Crawford and those around him expect that dedication to pay major dividends in his final collegiate season.
"This summer was great in terms of just having the time to get into the gym whenever I wanted to," Crawford said. "I was able to do that all the time. I was in the gym every day.
"Toward the beginning of the offseason, I really focused on things I wanted to get better at. It was just my motivation all summer. I'm not working an internship. I have no reason to not be in the gym. That was my driving force."
Pagliocca has worked out Crawford for the past few years, and he has seen him make strides before.

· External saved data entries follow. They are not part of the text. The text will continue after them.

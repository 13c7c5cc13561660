//! Provider for platforms without a now-playing source.

use super::{Backend, NowPlayingProvider, RawNowPlaying};
use anyhow::Result;

pub struct UnsupportedProvider {
    reason: String,
}

impl UnsupportedProvider {
    pub fn new() -> Self {
        Self {
            reason: format!(
                "no now-playing source is available on {}",
                std::env::consts::OS
            ),
        }
    }

    pub fn for_backend(backend: Backend) -> Self {
        Self {
            reason: format!(
                "backend '{backend}' is not available on {}",
                std::env::consts::OS
            ),
        }
    }
}

impl Default for UnsupportedProvider {
    fn default() -> Self {
        Self::new()
    }
}

impl NowPlayingProvider for UnsupportedProvider {
    fn name(&self) -> &'static str {
        "none"
    }

    fn query_now_playing(&self) -> Result<RawNowPlaying> {
        anyhow::bail!("{}", self.reason)
    }
}
pub fn record_grades(
  conn: &mut Connection,
  course_id: Uuid,
  evaluation_id: Uuid,
  grades: Vec<NewGrade>,
  deadline: Deadline,
) -> Result<Vec<Grade>> {
  let tx = conn.transaction()?;
  require_course(&tx, course_id)?;
  match fetch_evaluation(&tx, evaluation_id)? {
    Some(evaluation) if evaluation.course_id == course_id => {}
    _ => return Err(Rejection::EvaluationNotFound(evaluation_id).into()),
  }

  let mut recorded = Vec::with_capacity(grades.len());
  for grade in grades {
    if !is_enrolled(&tx, course_id, grade.student_id)? {
      return Err(Rejection::NotEnrolled { student_id: grade.student_id, course_id }.into());
    }
    tx.execute(
      "INSERT INTO grades (grade_id, student_id, evaluation_id, course_id, score, recorded_at)
       VALUES (?1, ?2, ?3, ?4, ?5, ?6)
       ON CONFLICT (student_id, evaluation_id)
       DO UPDATE SET score = excluded.score, recorded_at = excluded.recorded_at",
      params![
        encode_uuid(Uuid::new_v4()),
        encode_uuid(grade.student_id),
        encode_uuid(evaluation_id),
        encode_uuid(course_id),
        grade.score,
        encode_dt(Utc::now()),
      ],
    )?;
    let stored = tx
      .query_row(
        &format!(
          "SELECT {} FROM grades WHERE student_id = ?1 AND evaluation_id = ?2",
          RawGrade::COLUMNS
        ),
        params![encode_uuid(grade.student_id), encode_uuid(evaluation_id)],
        RawGrade::from_row,
      )?
      .into_grade()?;
    recorded.push(stored);
  }

  deadline.check()?;
  tx.commit()?;
  Ok(recorded)
}

pub fn list_grades(conn: &mut Connection, course_id: Uuid, evaluation_id: Uuid) -> Result<Vec<Grade>> {
  require_course(conn, course_id)?;
  collect(
    conn,
    &format!(
      "SELECT {} FROM grades WHERE course_id = ?1 AND evaluation_id = ?2 ORDER BY rowid",
      RawGrade::COLUMNS
    ),
    params![encode_uuid(course_id), encode_uuid(evaluation_id)],
    RawGrade::from_row,
    RawGrade::into_grade,
  )
}

// ─── Term closing ────────────────────────────────────────────────────────────

/// Read everything the closing engine needs about one course.
fn load_snapshot(conn: &Connection, course: Course) -> Result<TermSnapshot> {
  let course_key = encode_uuid(course.course_id);
  let enrollments = enrollments_of(conn, course.course_id)?;
  let evaluations = evaluations_of(conn, course.course_id)?;

  let session_count: u32 = conn.query_row(
    "SELECT COUNT(*) FROM class_sessions WHERE course_id = ?1",
    params![course_key],
    |r| r.get(0),
  )?;

  let present_rows: Vec<(String, u32)> = {
    let mut stmt = conn.prepare(
      "SELECT a.student_id, COUNT(*) FROM attendance a
       JOIN class_sessions s ON s.session_id = a.session_id
       WHERE s.course_id = ?1 AND a.present = 1
       GROUP BY a.student_id",
    )?;
    stmt
      .query_map(params![course_key], |r| Ok((r.get(0)?, r.get(1)?)))?
      .collect::<rusqlite::Result<_>>()?
  };
  let mut present = HashMap::with_capacity(present_rows.len());
  for (student_id, count) in present_rows {
    present.insert(decode_uuid(&student_id)?, count);
  }

  let grade_rows: Vec<(String, String, f64)> = {
    let mut stmt =
      conn.prepare("SELECT student_id, evaluation_id, score FROM grades WHERE course_id = ?1")?;
    stmt
      .query_map(params![course_key], |r| Ok((r.get(0)?, r.get(1)?, r.get(2)?)))?
      .collect::<rusqlite::Result<_>>()?
  };
  let mut grades = HashMap::with_capacity(grade_rows.len());
  for (student_id, evaluation_id, score) in grade_rows {
    grades.insert((decode_uuid(&student_id)?, decode_uuid(&evaluation_id)?), score);
  }

  Ok(TermSnapshot {
    course,
    enrollments,
    session_count: session_count as usize,
    evaluations,
    present,
    grades,
  })
}

pub fn close_term(
  conn: &mut Connection,
  course_id: Uuid,
  deadline: Deadline,
) -> Result<Vec<TermResult>> {
  let tx = conn.transaction()?;
  let course = require_course(&tx, course_id)?;
  let already_closed = course.closed_at.is_some();
  let snapshot = load_snapshot(&tx, course)?;
  let computed = closing::compute_results(&snapshot)?;
  if already_closed {
    return Err(Rejection::TermAlreadyClosed(course_id).into());
  }

  let created_at = Utc::now();
  tx.execute(
    "UPDATE courses SET closed_at = ?1 WHERE course_id = ?2",
    params![encode_dt(created_at), encode_uuid(course_id)],
  )?;
  let mut results = Vec::with_capacity(computed.len());
  {
    let mut insert = tx.prepare(
      "INSERT INTO term_results (result_id, student_id, course_id, final_average,
                                 attendance_rate, passed, created_at)
       VALUES (?1, ?2, ?3, ?4, ?5, ?6, ?7)",
    )?;
    for row in computed {
      let result = TermResult {
        result_id: Uuid::new_v4(),
        student_id: row.student_id,
        course_id: row.course_id,
        final_average: row.final_average,
        attendance_rate: row.attendance_rate,
        passed: row.passed,
        created_at,
      };
      insert.execute(params![
        encode_uuid(result.result_id),
        encode_uuid(result.student_id),
        encode_uuid(result.course_id),
        result.final_average,
        result.attendance_rate,
        result.passed,
        encode_dt(result.created_at),
      ])?;
      results.push(result);
    }
  }

  deadline.check()?;
  tx.commit()?;
  Ok(results)
}

pub fn list_term_results(conn: &mut Connection, course_id: Uuid) -> Result<Vec<TermResult>> {
  require_course(conn, course_id)?;
  collect(
    conn,
    &format!(
      "SELECT {} FROM term_results WHERE course_id = ?1 ORDER BY rowid",
      RawTermResult::COLUMNS
    ),
    params![encode_uuid(course_id)],
    RawTermResult::from_row,
    RawTermResult::into_result,
  )
}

But it was nothing like Pagliocca witnessed this past offseason.
From Crawford's ability to attack the basket and finish, handle the ball with both hands and improve his post play, Pagliocca believes Crawford now has the potential to take the next step this season and even become a possible NBA draft pick.
"We hope it'll translate to the NBA," Pagliocca said said of Crawford, whose father Danny Crawford is an NBA referee. "He averaged 16 points in the Big Ten last season. You can't say he's sneaking up on people. He's been just perceived as just a good college player.

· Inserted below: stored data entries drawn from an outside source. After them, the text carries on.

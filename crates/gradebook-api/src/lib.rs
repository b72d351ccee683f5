//! JSON REST API for the gradebook.
//!
//! Exposes an axum [`Router`] backed by any
//! [`gradebook_core::store::RosterStore`]. Every route except professor
//! registration and login requires a bearer token issued by
//! `POST /professors/login`.

pub mod auth;
pub mod courses;
pub mod error;
pub mod evaluations;
pub mod professors;
pub mod sessions;
pub mod students;

use std::{any::Any, future::Future, path::PathBuf, sync::Arc, time::Duration};

use axum::{
  Router,
  response::{IntoResponse, Response},
  routing::{get, post},
};
use gradebook_core::{
  Gradebook,
  store::{Deadline, RosterStore},
};
use serde::Deserialize;
use tower_http::{catch_panic::CatchPanicLayer, trace::TraceLayer};

pub use auth::{AuthProfessor, TokenIssuer};
pub use error::ApiError;

// ─── Configuration ───────────────────────────────────────────────────────────

/// Runtime server configuration, deserialised from `config.toml` and the
/// environment.
#[derive(Debug, Deserialize, Clone)]
pub struct ServerConfig {
  #[serde(default = "default_host")]
  pub host:                 String,
  #[serde(default = "default_port")]
  pub port:                 u16,
  #[serde(default = "default_store_path")]
  pub store_path:           PathBuf,
  /// HMAC secret for signing bearer tokens.
  pub jwt_secret:           String,
  #[serde(default = "default_token_ttl_hours")]
  pub token_ttl_hours:      u64,
  /// Deadline applied to each service call.
  #[serde(default = "default_request_timeout_secs")]
  pub request_timeout_secs: u64,
}

fn default_host() -> String { "127.0.0.1".to_string() }
fn default_port() -> u16 { 3333 }
fn default_store_path() -> PathBuf { PathBuf::from("gradebook.sqlite3") }
fn default_token_ttl_hours() -> u64 { 24 }
fn default_request_timeout_secs() -> u64 { 10 }

// ─── Application state ───────────────────────────────────────────────────────

/// Extra time a call may run past its store deadline, so that a write which
/// committed just before the deadline still reports its result.
const COMMIT_GRACE: Duration = Duration::from_millis(250);

/// Shared state threaded through all axum handlers.
pub struct AppState<S> {
  gradebook:  Gradebook<S>,
  pub tokens: Arc<TokenIssuer>,
  pub config: Arc<ServerConfig>,
}

impl<S> Clone for AppState<S> {
  fn clone(&self) -> Self {
    Self {
      gradebook: self.gradebook.clone(),
      tokens:    Arc::clone(&self.tokens),
      config:    Arc::clone(&self.config),
    }
  }
}

impl<S: RosterStore> AppState<S> {
  pub fn new(store: Arc<S>, config: ServerConfig) -> Self {
    let tokens = TokenIssuer::new(&config.jwt_secret, config.token_ttl_hours);
    Self {
      gradebook: Gradebook::new(store),
      tokens:    Arc::new(tokens),
      config:    Arc::new(config),
    }
  }

  fn request_timeout(&self) -> Duration { Duration::from_secs(self.config.request_timeout_secs) }

  /// The gradebook for one request. Its writes roll back instead of
  /// committing once the request timeout has elapsed.
  pub fn book(&self) -> Gradebook<S> {
    self.gradebook.with_deadline(Deadline::after(self.request_timeout()))
  }

  /// Await a service call, failing with `DeadlineExceeded` once the request
  /// timeout (plus a short commit grace) elapses.
  ///
  /// Pair it with [`AppState::book`] so the store sees the same deadline:
  /// the call is abandoned here only after the store has stopped committing.
  pub async fn within<T, F>(&self, call: F) -> Result<T, ApiError>
  where
    F: Future<Output = gradebook_core::Result<T>>,
  {
    let limit = self.request_timeout() + COMMIT_GRACE;
    match tokio::time::timeout(limit, call).await {
      Ok(result) => Ok(result?),
      Err(_) => {
        tracing::warn!(timeout_ms = limit.as_millis() as u64, "request deadline exceeded");
        Err(gradebook_core::Error::DeadlineExceeded.into())
      }
    }
  }
}

// ─── Router ──────────────────────────────────────────────────────────────────

/// Build the API router for `state`.
pub fn router<S>(state: AppState<S>) -> Router
where
  S: RosterStore + 'static,
{
  Router::new()
    // Professors
    .route("/professors", post(professors::register::<S>))
    .route("/professors/login", post(professors::login::<S>))
    .route("/professors/{id}", axum::routing::delete(professors::remove::<S>))
    // Students
    .route("/students", post(students::create::<S>))
    .route("/students/{id}", get(students::get_one::<S>).delete(students::remove::<S>))
    .route("/students/{id}/activate", post(students::activate::<S>))
    .route("/students/{id}/deactivate", post(students::deactivate::<S>))
    // Courses & enrollments
    .route("/courses", get(courses::list::<S>).post(courses::create::<S>))
    .route("/courses/{id}", get(courses::get_one::<S>))
    .route(
      "/courses/{id}/enrollments",
      get(courses::list_enrollments::<S>).post(courses::enroll::<S>),
    )
    .route(
      "/courses/{id}/enrollments/{student_id}",
      axum::routing::delete(courses::unenroll::<S>),
    )
    .route("/courses/{id}/close", post(courses::close::<S>))
    .route("/courses/{id}/results", get(courses::results::<S>))
    // Sessions
    .route(
      "/courses/{id}/sessions",
      get(sessions::list::<S>).post(sessions::create::<S>),
    )
    .route("/sessions/{id}", get(sessions::get_one::<S>))
    // Evaluations & grades
    .route(
      "/courses/{id}/evaluations",
      get(evaluations::list::<S>).post(evaluations::create::<S>),
    )
    .route(
      "/courses/{id}/evaluations/{evaluation_id}/grades",
      get(evaluations::list_grades::<S>).post(evaluations::record_grades::<S>),
    )
    .layer(TraceLayer::new_for_http())
    .layer(CatchPanicLayer::custom(panic_response))
    .with_state(state)
}

fn panic_response(_: Box<dyn Any + Send + 'static>) -> Response {
  tracing::error!("request handler panicked");
  ApiError::Internal("handler panicked".into()).into_response()
}

#[cfg(test)]
mod tests {
  use axum::{
    body::Body,
    http::{Method, Request, StatusCode, header},
  };
  use gradebook_core::roster::NewStudent;
  use gradebook_store_sqlite::SqliteStore;
  use serde_json::{Value, json};
  use tower::ServiceExt as _;

  use super::*;

  async fn app() -> Router {
    let store = SqliteStore::open_in_memory().await.unwrap();
    router(AppState::new(Arc::new(store), test_config()))
  }

  fn test_config() -> ServerConfig {
    ServerConfig {
      host:                 default_host(),
      port:                 default_port(),
      store_path:           PathBuf::from(":memory:"),
      jwt_secret:           "test-secret".into(),
      token_ttl_hours:      1,
      request_timeout_secs: 5,
    }
  }

  async fn call(
    app: &Router,
    method: Method,
    uri: &str,
    token: Option<&str>,
    body: Option<Value>,
  ) -> (StatusCode, Value) {
    let mut req = Request::builder().method(method).uri(uri);
    if let Some(token) = token {
      req = req.header(header::AUTHORIZATION, format!("Bearer {token}"));
    }
    let req = match body {
      Some(body) => req
        .header(header::CONTENT_TYPE, "application/json")
        .body(Body::from(body.to_string()))
        .unwrap(),
      None => req.body(Body::empty()).unwrap(),
    };

    let resp = app.clone().oneshot(req).await.unwrap();
    let status = resp.status();
    let bytes = axum::body::to_bytes(resp.into_body(), usize::MAX).await.unwrap();
    let value = if bytes.is_empty() { Value::Null } else { serde_json::from_slice(&bytes).unwrap() };
    (status, value)
  }

  /// Register a professor and return a bearer token for them.
  async fn login(app: &Router, email: &str) -> (String, String) {
    let (status, _) = call(
      app,
      Method::POST,
      "/professors",
      None,
      Some(json!({
        "name": "Prof. Lima",
        "email": email,
        "password": "Str0ng!pass",
        "confirm_password": "Str0ng!pass",
      })),
    )
    .await;
    assert_eq!(status, StatusCode::CREATED);

    let (status, body) = call(
      app,
      Method::POST,
      "/professors/login",
      None,
      Some(json!({ "email": email, "password": "Str0ng!pass" })),
    )
    .await;
    assert_eq!(status, StatusCode::OK);
    let token = body["token"].as_str().unwrap().to_owned();
    let id = body["professor"]["professor_id"].as_str().unwrap().to_owned();
    (token, id)
  }

  fn course_body() -> Value {
    json!({
      "name": "Databases",
      "term": "2024-01",
      "planned_hours": 60,
      "min_grade": 6.0,
      "min_attendance": 70.0,
    })
  }

  #[tokio::test]
  async fn protected_routes_require_a_token() {
    let app = app().await;
    let (status, body) = call(&app, Method::GET, "/courses", None, None).await;
    assert_eq!(status, StatusCode::UNAUTHORIZED);
    assert!(body["error"].is_string());

    let (status, _) = call(&app, Method::GET, "/courses", Some("garbage"), None).await;
    assert_eq!(status, StatusCode::UNAUTHORIZED);
  }

  #[tokio::test]
  async fn login_flow_and_course_ownership() {
    let app = app().await;
    let (lima, _) = login(&app, "lima@uni.br").await;
    let (reis, _) = login(&app, "reis@uni.br").await;

    let (status, course) = call(&app, Method::POST, "/courses", Some(lima.as_str()), Some(course_body())).await;
    assert_eq!(status, StatusCode::CREATED);
    let uri = format!("/courses/{}", course["course_id"].as_str().unwrap());

    let (status, _) = call(&app, Method::GET, &uri, Some(lima.as_str()), None).await;
    assert_eq!(status, StatusCode::OK);

    let (status, _) = call(&app, Method::GET, &uri, Some(reis.as_str()), None).await;
    assert_eq!(status, StatusCode::NOT_FOUND);

    let (_, listed) = call(&app, Method::GET, "/courses", Some(reis.as_str()), None).await;
    assert_eq!(listed, json!([]));
  }

  #[tokio::test]
  async fn wrong_password_is_unauthorized_and_unknown_email_not_found() {
    let app = app().await;
    login(&app, "lima@uni.br").await;

    let (status, _) = call(
      &app,
      Method::POST,
      "/professors/login",
      None,
      Some(json!({ "email": "lima@uni.br", "password": "Wr0ng!pass" })),
    )
    .await;
    assert_eq!(status, StatusCode::UNAUTHORIZED);

    let (status, _) = call(
      &app,
      Method::POST,
      "/professors/login",
      None,
      Some(json!({ "email": "ghost@uni.br", "password": "Str0ng!pass" })),
    )
    .await;
    assert_eq!(status, StatusCode::NOT_FOUND);
  }

  #[tokio::test]
  async fn weak_or_mismatched_passwords_are_rejected() {
    let app = app().await;
    for (password, confirm) in [("short1!", "short1!"), ("alllowercase1!", "alllowercase1!"), ("Str0ng!pass", "Str0ng!pasS")] {
      let (status, body) = call(
        &app,
        Method::POST,
        "/professors",
        None,
        Some(json!({
          "name": "Prof",
          "email": "p@uni.br",
          "password": password,
          "confirm_password": confirm,
        })),
      )
      .await;
      assert_eq!(status, StatusCode::BAD_REQUEST, "{password}/{confirm}");
      assert!(body["error"].is_string());
    }
  }

  #[tokio::test]
  async fn malformed_json_is_a_bad_request() {
    let app = app().await;
    let (token, _) = login(&app, "lima@uni.br").await;
    let (status, body) =
      call(&app, Method::POST, "/students", Some(token.as_str()), Some(json!({ "name": 3 }))).await;
    assert_eq!(status, StatusCode::BAD_REQUEST);
    assert!(body["error"].is_string());
  }

  #[tokio::test]
  async fn closing_an_unfinished_course_is_precondition_failed() {
    let app = app().await;
    let (token, _) = login(&app, "lima@uni.br").await;
    let (_, course) = call(&app, Method::POST, "/courses", Some(token.as_str()), Some(course_body())).await;
    let id = course["course_id"].as_str().unwrap();

    let (status, body) =
      call(&app, Method::POST, &format!("/courses/{id}/close"), Some(token.as_str()), None).await;
    assert_eq!(status, StatusCode::PRECONDITION_FAILED);
    assert!(body["error"].as_str().unwrap().contains("hours"));
  }

  #[tokio::test]
  async fn enrollment_and_status_conflicts_map_to_409() {
    let app = app().await;
    let (token, _) = login(&app, "lima@uni.br").await;
    let (_, course) = call(&app, Method::POST, "/courses", Some(token.as_str()), Some(course_body())).await;
    let course_id = course["course_id"].as_str().unwrap();
    let (status, student) = call(
      &app,
      Method::POST,
      "/students",
      Some(token.as_str()),
      Some(json!({ "name": "Ana", "email": "ana@uni.br" })),
    )
    .await;
    assert_eq!(status, StatusCode::CREATED);
    let student_id = student["student_id"].as_str().unwrap();

    let enroll_uri = format!("/courses/{course_id}/enrollments");
    let body = json!({ "student_id": student_id });
    let (status, _) = call(&app, Method::POST, &enroll_uri, Some(token.as_str()), Some(body.clone())).await;
    assert_eq!(status, StatusCode::CREATED);
    let (status, _) = call(&app, Method::POST, &enroll_uri, Some(token.as_str()), Some(body)).await;
    assert_eq!(status, StatusCode::CONFLICT);

    let (status, _) =
      call(&app, Method::POST, &format!("/students/{student_id}/activate"), Some(token.as_str()), None).await;
    assert_eq!(status, StatusCode::CONFLICT);

    let (status, course) =
      call(&app, Method::GET, &format!("/courses/{course_id}"), Some(token.as_str()), None).await;
    assert_eq!(status, StatusCode::OK);
    assert_eq!(course["enrolled_count"], 1);
  }

  #[tokio::test]
  async fn professors_may_only_remove_themselves() {
    let app = app().await;
    let (lima, lima_id) = login(&app, "lima@uni.br").await;
    let (reis, _) = login(&app, "reis@uni.br").await;

    let uri = format!("/professors/{lima_id}");
    let (status, _) = call(&app, Method::DELETE, &uri, Some(reis.as_str()), None).await;
    assert_eq!(status, StatusCode::FORBIDDEN);

    let (status, _) = call(&app, Method::DELETE, &uri, Some(lima.as_str()), None).await;
    assert_eq!(status, StatusCode::NO_CONTENT);

    // The token is still well-formed but its account is gone.
    let (status, _) = call(&app, Method::GET, "/courses", Some(lima.as_str()), None).await;
    assert_eq!(status, StatusCode::UNAUTHORIZED);
  }

  #[tokio::test]
  async fn slow_calls_hit_the_deadline() {
    let store = SqliteStore::open_in_memory().await.unwrap();
    let state = AppState::new(Arc::new(store), ServerConfig { request_timeout_secs: 0, ..test_config() });

    let err = state
      .within(async {
        tokio::time::sleep(Duration::from_secs(5)).await;
        Ok(())
      })
      .await
      .unwrap_err();
    assert_eq!(err.into_response().status(), StatusCode::SERVICE_UNAVAILABLE);
  }

  #[tokio::test]
  async fn writes_past_the_deadline_are_not_persisted() {
    let store = Arc::new(SqliteStore::open_in_memory().await.unwrap());
    let hurried =
      AppState::new(Arc::clone(&store), ServerConfig { request_timeout_secs: 0, ..test_config() });
    let patient = AppState::new(store, test_config());

    let input = NewStudent { name: "Ana".into(), email: "ana@uni.br".into() };
    let err = hurried.within(hurried.book().add_student(input.clone())).await.unwrap_err();
    assert_eq!(err.into_response().status(), StatusCode::SERVICE_UNAVAILABLE);

    // Nothing was committed, so the email is still free.
    patient.within(patient.book().add_student(input)).await.unwrap();
  }
}
//! SQLite backend for the gradebook.
//!
//! Wraps [`tokio_rusqlite`] so all database access runs on a dedicated thread
//! without blocking the async runtime. Every mutating operation runs inside a
//! single SQLite transaction.

mod encode;
mod ops;
mod schema;
mod store;

pub mod error;

pub use error::{Error, Result};
pub use store::SqliteStore;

"His athleticism keeps improving. He's dunking the ball a lot easier against bigger guys, and he's playing through a ton more contact against big players. He shoots the ball well enough. He doesn't waste dribbles. He's a pretty efficient player. We'll see what happens this year, but it would not surprise me if somebody wanted him."
Crawford understands he's not on anyone draft board, but he is accustomed to being overlooked and then surprising.
"It was like that in high school," said Crawford, who attended Naperville (Ill.) Central High School. "I was always the kind of player who flew under the radar. I don't mind it at all.
"(The NBA has) been a dream for all my life. That's something I've worked for. It's something that Jeff likes to bring up in every workout. That goes back to what I can do each and every day. That's why I wanted to work hard this summer and get better. But it's individual success after team success. If winning games will gain attention, hopefully we can do that."
Illinois senior guard Brandon Paul also trained with Pagliocca and saw those improvements in Crawford.
"He's definitely hard to guard," Paul said. "I played a lot of one-on-one with him the last few years and working out with him and other college players and guys in the league this year. He's got more confidence. He's shooting the ball well. He's getting the ball and attacking the rim."
It's that aggressive mentality which could be the difference-maker for Crawford this season. Last season he averaged 5.4 points from 3-pointers and 8.2 from 2-pointers. He went to the free-throw line 3.5 times and scored 2.5 points a game from there.
With more buckets inside and especially more free-throw opportunities, Crawford could elevate his scoring average to 20-plus points a night.
"His fearlessness in the paint (has impressed me)," Pagliocca said. "He's looking to dunk the ball when he gets to the paint. He's embracing his body and athleticism. ... He knows he can't just be a catch-and-shoot guy."
Crawford also impressed Northwestern coach Bill Carmody throughout the team's offseason workouts.
"I think he's actually gotten better each year," Carmody said. "Last year, John (Shurna) got a lot of attention deservedly so, but Drew had a terrific year, shooting the ball, a lot of things. I think he's sort of dedicated himself this (offseason) now on the court. I shouldn't say blossom, but I think he'll have a good senior year. I just think he's better at everything. He seems a lot more relaxed."
With his close friend Shurna's departure, Crawford's role will likely expand at least slightly this season. Northwestern appears to be a deeper team than past years, but Crawford will be probably be the go-to-guy in the clutch.
And there's always the yearly NCAA tournament question for Northwestern. The Wildcats have never been there, and Crawford doesn't want to see his career end as another Northwestern player who failed to reach the tournament.
"That's the ultimate goal," Crawford said. "I'm really hoping we can do it this year. That's always been the goal."